Ruabon
- Full name: Ruabon Football Club
- Founded: 25 September 1873
- Dissolved: 1879
- Ground: Vicarage Field Ruabon Wrexham
| Home colours |

= Ruabon F.C. =

Ruabon F.C. were a football club based in the village of Ruabon near Wrexham, Wales.

== History ==
The club was founded on Thursday 25 September 1873 during a meeting at Ruabon National School. During the meeting Eban Edwards was selected as captain, and J.E. Davies as treasurer. Also present at the meeting was Llewelyn Kenrick, later of Druids FC and founder of the Football Association of Wales.

The club played its first match on Saturday 4 October at Vicarage Fields, an internal match between Edwards and Davies teams.

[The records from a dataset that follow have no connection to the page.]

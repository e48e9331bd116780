//! Subscription gating for calendar access.

use crate::billing::{BillingSource, ACTIVE_STATUS};
use crate::deadline::Deadline;
use crate::error::{AuthFailure, ServerError, ServerResult};
use crate::identity::IdentityResolver;
use crate::request::RequestContext;
use crate::store::{Account, AccountId, AccountStore};
use aclife_ephemeral::SubscriptionCache;
use std::sync::Arc;
use tracing::{debug, info};

/// Admits a caller only while their subscription is active.
///
/// Statuses are served from a [`SubscriptionCache`]. On a miss (or when a
/// refresh is forced) the billing source is asked, the answer is written to
/// the account record, and the caller's identity is re-resolved so the
/// request sees the new status.
pub struct SubscriptionGate {
    required: bool,
    cache: Arc<SubscriptionCache>,
    billing: Arc<dyn BillingSource>,
    accounts: Arc<dyn AccountStore>,
}

impl SubscriptionGate {
    /// Creates a gate. With `required` unset every logged-in caller passes.
    pub fn new(
        required: bool,
        cache: Arc<SubscriptionCache>,
        billing: Arc<dyn BillingSource>,
        accounts: Arc<dyn AccountStore>,
    ) -> Self {
        Self {
            required,
            cache,
            billing,
            accounts,
        }
    }

    /// The status cache, for sweeping.
    pub fn cache(&self) -> Arc<SubscriptionCache> {
        Arc::clone(&self.cache)
    }

    /// Resolves the caller and checks their subscription.
    pub async fn check(
        &self,
        ctx: &RequestContext,
        identity: &IdentityResolver,
        force_refresh: bool,
    ) -> ServerResult<Arc<Account>> {
        let account = identity.require(ctx).await?;
        if !self.required {
            return Ok(account);
        }
        let Some(subscription_id) = account.subscription_id.clone() else {
            debug!(user_id = %account.id, "no subscription linked");
            return Err(ServerError::Unauthorized(AuthFailure::SubscriptionRequired));
        };

        let cached = if force_refresh {
            None
        } else {
            self.cache.get(&subscription_id)
        };
        let (status, account) = match cached {
            Some(status) => (status, account),
            None => self.refresh(ctx, identity, &subscription_id).await?,
        };

        if status != ACTIVE_STATUS {
            debug!(user_id = %account.id, %status, "subscription inactive");
            return Err(ServerError::Unauthorized(AuthFailure::SubscriptionRequired));
        }
        Ok(account)
    }

    async fn refresh(
        &self,
        ctx: &RequestContext,
        identity: &IdentityResolver,
        subscription_id: &str,
    ) -> ServerResult<(String, Arc<Account>)> {
        let deadline = ctx.deadline();
        let status = deadline
            .run(
                "fetch_subscription_status",
                self.billing.subscription_status(subscription_id),
            )
            .await?;
        deadline
            .run(
                "set_subscription_status",
                self.accounts
                    .set_subscription_status(subscription_id, &status),
            )
            .await?;
        let account = identity
            .identify(ctx, true)
            .await?
            .ok_or(ServerError::Unauthorized(AuthFailure::NotLoggedIn))?;
        self.cache.put(subscription_id, &status);
        debug!(user_id = %account.id, %status, "subscription status refreshed");
        Ok((status, account))
    }

    /// Records a status pushed by the billing provider. Returns the number of
    /// accounts updated.
    pub async fn record_status(
        &self,
        subscription_id: &str,
        status: &str,
        deadline: &Deadline,
    ) -> ServerResult<u64> {
        if subscription_id.is_empty() || status.is_empty() {
            return Err(ServerError::InvalidInput(
                "subscription id and status are required".into(),
            ));
        }
        let updated = deadline
            .run(
                "set_subscription_status",
                self.accounts.set_subscription_status(subscription_id, status),
            )
            .await?;
        self.cache.put(subscription_id, status);
        info!(updated, %status, "subscription status recorded");
        Ok(updated)
    }

    /// Associates billing identifiers with an account.
    pub async fn link(
        &self,
        owner: AccountId,
        customer_id: &str,
        subscription_id: &str,
        deadline: &Deadline,
    ) -> ServerResult<()> {
        if customer_id.is_empty() || subscription_id.is_empty() {
            return Err(ServerError::InvalidInput(
                "customer and subscription ids are required".into(),
            ));
        }
        let linked = deadline
            .run(
                "link_subscription",
                self.accounts
                    .link_subscription(owner, customer_id, subscription_id),
            )
            .await?;
        if !linked {
            return Err(ServerError::Unauthorized(AuthFailure::NotLoggedIn));
        }
        self.cache.invalidate(subscription_id);
        info!(user_id = %owner, "subscription linked");
        Ok(())
    }
}

impl std::fmt::Debug for SubscriptionGate {
    fn fmt(&self, f: &mut std::fmt::Formatter<'_>) -> std::fmt::Result {
        f.debug_struct("SubscriptionGate")
            .field("required", &self.required)
            .field("cache", &self.cache)
            .finish_non_exhaustive()
    }
}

The club played in the inaugural Welsh Cup competition, losing 1–0 against Newtown White Stars in the first round. The following season, the club contested the Welsh Cup again, going out in the first round again after losing 1–0 against Chirk.

==Cup history==

| Season | Competition | Round | Opposition | Score |
| 1877–78 | Welsh Cup | First Round | Newtown White Stars | 0–1 |
| 1878–79 | Chirk | 0–1 |

==Other Info==
Ruabon F.C. are not to be confused with Ruabon Rovers F.C. who later became Plasmadoc FC and eventually Ruabon Druids F.C. who they should also not be confused with.